**What to work on:** Report the count of lines containing the word "once" in these records, with no other text.

Excerpts from a dataset
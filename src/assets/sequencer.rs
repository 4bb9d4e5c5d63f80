use super::{AssetError, AssetLoader, AssetStore, LodAsset};
use crate::lod::LodKey;
use crate::scene::material::{Texture, TextureChannel};
use crate::scene::Environment;
use futures::future::LocalBoxFuture;
use futures::FutureExt;
use std::fmt;
use std::rc::Rc;

/// Where one LOD's files live, relative to the asset root.
#[derive(Debug, Clone, PartialEq, serde::Serialize, serde::Deserialize)]
pub struct LodSource {
    pub key: LodKey,
    pub mesh: String,
    pub normal_map: String,
    #[serde(default)]
    pub base_color_map: Option<String>,
    #[serde(default)]
    pub aorm_map: Option<String>,
}

#[derive(Debug, Clone, Copy, PartialEq, Eq)]
pub enum LoadStage {
    Geometry,
    NormalMap,
    BaseColorMap,
    AormMap,
}

impl fmt::Display for LoadStage {
    fn fmt(&self, f: &mut fmt::Formatter<'_>) -> fmt::Result {
        let label = match self {
            LoadStage::Geometry => "geometry",
            LoadStage::NormalMap => "normal map",
            LoadStage::BaseColorMap => "base color map",
            LoadStage::AormMap => "AORM map",
        };
        f.write_str(label)
    }
}

#[derive(Debug, thiserror::Error)]
pub enum LoadError {
    #[error("{stage} load failed for {key}: {source}")]
    Asset {
        key: LodKey,
        stage: LoadStage,
        #[source]
        source: AssetError,
    },
    #[error("no asset source configured for {0}")]
    UnknownLod(LodKey),
}

impl LoadError {
    pub fn key(&self) -> LodKey {
        match self {
            LoadError::Asset { key, .. } => *key,
            LoadError::UnknownLod(key) => *key,
        }
    }
}

#[derive(Debug, Clone, Copy, PartialEq, Eq)]
pub enum LoadEvent {
    /// The LOD is now in the store.
    Stored(LodKey),
    /// The highest-priority LOD is complete; fired once per sequencer.
    FirstReady(LodKey),
}

/// Outcome of one non-blocking step of the background sequence.
#[derive(Debug)]
pub enum LoadProgress {
    /// The fetch for this LOD is still waiting on the loader.
    Pending(LodKey),
    Stored(LodKey),
    /// The sequence stopped here; later LODs are never requested.
    Failed(LoadError),
    /// Nothing left to fetch, or the sequence already stopped.
    Idle,
}

struct FetchedLod {
    asset: LodAsset,
    defaults: Vec<(TextureChannel, Texture)>,
}

struct InFlight {
    key: LodKey,
    future: LocalBoxFuture<'static, Result<FetchedLod, LoadError>>,
}

/// Fetches LODs one at a time in priority order.
pub struct LoadSequencer {
    sources: Vec<LodSource>,
    first_ready_fired: bool,
    in_flight: Option<InFlight>,
    halted: bool,
}

impl LoadSequencer {
    pub fn new(mut sources: Vec<LodSource>) -> Self {
        sources.sort_by_key(|source| source.key);
        sources.dedup_by_key(|source| source.key);
        Self {
            sources,
            first_ready_fired: false,
            in_flight: None,
            halted: false,
        }
    }

    /// Fetches the highest-priority LOD that is not stored yet and nothing
    /// else. A failure halts the background sequence as well.
    pub async fn load_first<L: AssetLoader>(
        &mut self,
        loader: &L,
        store: &mut AssetStore,
    ) -> Result<Option<LodKey>, LoadError> {
        let Some(source) = self.sources.iter().find(|source| !store.has(source.key)) else {
            return Ok(None);
        };
        match fetch(loader, source).await {
            Ok(fetched) => {
                let key = commit(store, fetched);
                self.first_ready_fired = true;
                log::info!("{} ready ({} of {} stored)", key, store.len(), self.sources.len());
                Ok(Some(key))
            }
            Err(err) => {
                log::warn!("Stopping LOD sequence at {}: {}", err.key(), err);
                self.halted = true;
                Err(err)
            }
        }
    }

    /// Advances the background sequence without blocking: starts the next
    /// fetch when none is running and polls the running one once. Meant to
    /// be called once per frame.
    pub fn poll_next<L: AssetLoader + 'static>(
        &mut self,
        loader: &Rc<L>,
        store: &mut AssetStore,
    ) -> LoadProgress {
        if self.halted {
            return LoadProgress::Idle;
        }
        let mut in_flight = match self.in_flight.take() {
            Some(in_flight) => in_flight,
            None => {
                let Some(source) = self
                    .sources
                    .iter()
                    .find(|source| !store.has(source.key))
                    .cloned()
                else {
                    return LoadProgress::Idle;
                };
                log::debug!("Background fetch of {} started", source.key);
                let loader = Rc::clone(loader);
                InFlight {
                    key: source.key,
                    future: async move { fetch(&*loader, &source).await }.boxed_local(),
                }
            }
        };

        match in_flight.future.as_mut().now_or_never() {
            None => {
                let key = in_flight.key;
                self.in_flight = Some(in_flight);
                LoadProgress::Pending(key)
            }
            Some(Ok(fetched)) => {
                let key = commit(store, fetched);
                self.first_ready_fired = true;
                log::info!("{} ready ({} of {} stored)", key, store.len(), self.sources.len());
                LoadProgress::Stored(key)
            }
            Some(Err(err)) => {
                log::warn!("Stopping LOD sequence at {}: {}", err.key(), err);
                self.halted = true;
                LoadProgress::Failed(err)
            }
        }
    }

    /// Loads every configured LOD that is not stored yet, strictly in
    /// priority order. The first failure stops the run; whatever was stored
    /// before it stays in the store.
    pub async fn load_all<L, F>(
        &mut self,
        loader: &L,
        store: &mut AssetStore,
        mut on_event: F,
    ) -> Result<Vec<LodKey>, LoadError>
    where
        L: AssetLoader,
        F: FnMut(LoadEvent, &AssetStore),
    {
        let mut loaded = Vec::new();
        for source in &self.sources {
            if store.has(source.key) {
                continue;
            }
            let fetched = match fetch(loader, source).await {
                Ok(fetched) => fetched,
                Err(err) => {
                    log::warn!("Stopping LOD sequence at {}: {}", err.key(), err);
                    return Err(err);
                }
            };
            let key = commit(store, fetched);
            loaded.push(key);
            log::info!("{} ready ({} of {} stored)", key, store.len(), self.sources.len());
            on_event(LoadEvent::Stored(key), store);
            if !self.first_ready_fired {
                self.first_ready_fired = true;
                on_event(LoadEvent::FirstReady(key), store);
            }
        }
        Ok(loaded)
    }

    /// Re-fetches one LOD and replaces its store entry.
    pub async fn reload<L: AssetLoader>(
        &self,
        loader: &L,
        store: &mut AssetStore,
        key: LodKey,
    ) -> Result<(), LoadError> {
        let source = self
            .sources
            .iter()
            .find(|source| source.key == key)
            .ok_or(LoadError::UnknownLod(key))?;
        let fetched = fetch(loader, source).await?;
        commit(store, fetched);
        log::info!("{} reloaded", key);
        Ok(())
    }
}

/// Loads one equirectangular environment map.
pub async fn load_environment<L: AssetLoader>(
    loader: &L,
    name: &str,
    path: &str,
    intensity: f32,
) -> Result<Environment, AssetError> {
    let texture = loader.load_texture(path).await?;
    log::info!("Environment '{}' loaded from {}", name, path);
    Ok(Environment {
        name: name.to_string(),
        texture,
        intensity,
    })
}

async fn fetch<L: AssetLoader>(loader: &L, source: &LodSource) -> Result<FetchedLod, LoadError> {
    let key = source.key;
    let wrap = move |stage: LoadStage| {
        move |source: AssetError| LoadError::Asset { key, stage, source }
    };

    log::debug!("Fetching {} geometry from {}", key, source.mesh);
    let mesh = loader
        .load_mesh(&source.mesh)
        .await
        .map_err(wrap(LoadStage::Geometry))?;
    log::debug!("Fetching {} normal map from {}", key, source.normal_map);
    let normal_map = loader
        .load_texture(&source.normal_map)
        .await
        .map_err(wrap(LoadStage::NormalMap))?;

    let mut defaults = Vec::new();
    if let Some(path) = &source.base_color_map {
        let texture = loader
            .load_texture(path)
            .await
            .map_err(wrap(LoadStage::BaseColorMap))?;
        defaults.push((TextureChannel::BaseColor, texture));
    }
    if let Some(path) = &source.aorm_map {
        let texture = loader
            .load_texture(path)
            .await
            .map_err(wrap(LoadStage::AormMap))?;
        for channel in TextureChannel::AORM {
            defaults.push((channel, texture.clone()));
        }
    }

    Ok(FetchedLod {
        asset: LodAsset {
            key,
            mesh,
            normal_map,
        },
        defaults,
    })
}

fn commit(store: &mut AssetStore, fetched: FetchedLod) -> LodKey {
    let key = fetched.asset.key;
    for (channel, texture) in fetched.defaults {
        store.register_default_texture(key, channel, texture);
    }
    store.put(fetched.asset);
    key
}
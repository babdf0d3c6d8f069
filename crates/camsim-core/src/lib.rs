//! # camsim Core
//!
//! Core types for the tool and stock resolution engine:
//! unit handling, the read-only machining project snapshot,
//! resolution configuration, and the warning report channel.

pub mod config;
pub mod error;
pub mod geom;
pub mod model;
pub mod report;
pub mod units;

pub use config::{ResolutionMode, SimConfig};
pub use error::{CoreError, Result};
pub use geom::Point3;
pub use model::{LibraryTool, MachineOp, Part, Project, StockDef, ToolProfile, ToolShape};
pub use report::{Report, Warning};
pub use units::{library_units, DrawingUnits, ToolUnits};
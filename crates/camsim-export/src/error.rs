//! Error types for document serialization.

use thiserror::Error;

/// Errors that can occur while rendering the simulator document.
#[derive(Error, Debug)]
pub enum ExportError {
    /// The XML writer failed.
    #[error("XML write error: {0}")]
    Xml(#[from] quick_xml::Error),

    /// The rendered document is not valid UTF-8.
    #[error("Rendered document is not valid UTF-8: {0}")]
    Utf8(#[from] std::string::FromUtf8Error),
}

/// Result type alias for export operations.
pub type ExportResult<T> = Result<T, ExportError>;
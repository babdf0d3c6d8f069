//! Stock (work envelope) resolution
//!
//! Parts may each declare a stock envelope and the project may declare
//! one more at the top level. The simulator takes a single box, so the
//! first defined envelope wins: part-level definitions in part order,
//! then the project-level one. When nothing is defined the simulator is
//! told to infer the envelope itself.

use camsim_core::{Point3, Project, StockDef};
use serde::{Deserialize, Serialize};

/// The work envelope handed to the simulator, corners in millimeters
#[derive(Debug, Clone, Copy, PartialEq, Serialize, Deserialize)]
pub struct ResolvedStock {
    /// Minimum corner in millimeters
    pub min: Point3,
    /// Maximum corner in millimeters
    pub max: Point3,
}

impl ResolvedStock {
    fn from_def(def: &StockDef, scale: f64) -> Self {
        Self {
            min: def.min.scaled(scale),
            max: def.max.scaled(scale),
        }
    }
}

/// Resolve the project's stock envelope.
///
/// Returns `None` when no part and no project-level stock is defined,
/// which the document layer renders as "automatic workpiece".
pub fn resolve_stock(project: &Project) -> Option<ResolvedStock> {
    let scale = project.drawing_units.scale_to_mm();

    let part_stock = project.parts.iter().find_map(|part| part.stock.as_ref());
    part_stock
        .or(project.stock.as_ref())
        .map(|def| ResolvedStock::from_def(def, scale))
}
//! Simulator project document assembly

use crate::error::ExportResult;
use crate::xml;
use camsim_core::{DrawingUnits, ResolutionMode, SimConfig, ToolUnits};
use camsim_resolver::{ResolvedStock, ToolTable};
use serde::{Deserialize, Serialize};
use std::path::Path;

/// Everything the external simulator needs for one visualization run
#[derive(Debug, Clone, PartialEq, Serialize, Deserialize)]
pub struct SimDocument {
    /// Machine-code file reference with spaces percent-encoded
    pub nc_file: String,
    /// Requested simulation resolution
    pub resolution: ResolutionMode,
    /// Output unit system, derived from the drawing units
    pub units: ToolUnits,
    /// Resolved stock envelope; `None` means the simulator infers it
    pub stock: Option<ResolvedStock>,
    /// Resolved tools by index
    pub tools: ToolTable,
}

impl SimDocument {
    /// Assemble a document from one resolution pass over a project
    pub fn build(
        nc_file: &Path,
        config: &SimConfig,
        drawing_units: DrawingUnits,
        stock: Option<ResolvedStock>,
        tools: ToolTable,
    ) -> Self {
        Self {
            nc_file: encode_nc_path(nc_file),
            resolution: config.resolution,
            units: drawing_units.tool_units(),
            stock,
            tools,
        }
    }

    /// Render the document as a simulator project XML string
    pub fn to_xml(&self) -> ExportResult<String> {
        xml::render(self)
    }
}

/// The simulator reads the file reference as a space-separated list, so
/// spaces in the path itself become `%20`. No other characters are
/// escaped.
fn encode_nc_path(path: &Path) -> String {
    path.display().to_string().replace(' ', "%20")
}

#[cfg(test)]
mod tests {
    use super::*;
    use std::path::PathBuf;

    #[test]
    fn test_spaces_are_percent_encoded() {
        let path = PathBuf::from("/jobs/front panel v2.nc");
        assert_eq!(encode_nc_path(&path), "/jobs/front%20panel%20v2.nc");
    }

    #[test]
    fn test_other_characters_pass_through() {
        let path = PathBuf::from("/jobs/a+b&c.nc");
        assert_eq!(encode_nc_path(&path), "/jobs/a+b&c.nc");
    }

    #[test]
    fn test_build_derives_units_from_drawing() {
        let doc = SimDocument::build(
            Path::new("part.nc"),
            &SimConfig::default(),
            DrawingUnits::Inches,
            None,
            ToolTable::new(),
        );
        assert_eq!(doc.units, ToolUnits::Imperial);
        assert_eq!(doc.resolution, ResolutionMode::Medium);
    }
}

**Reply:** 3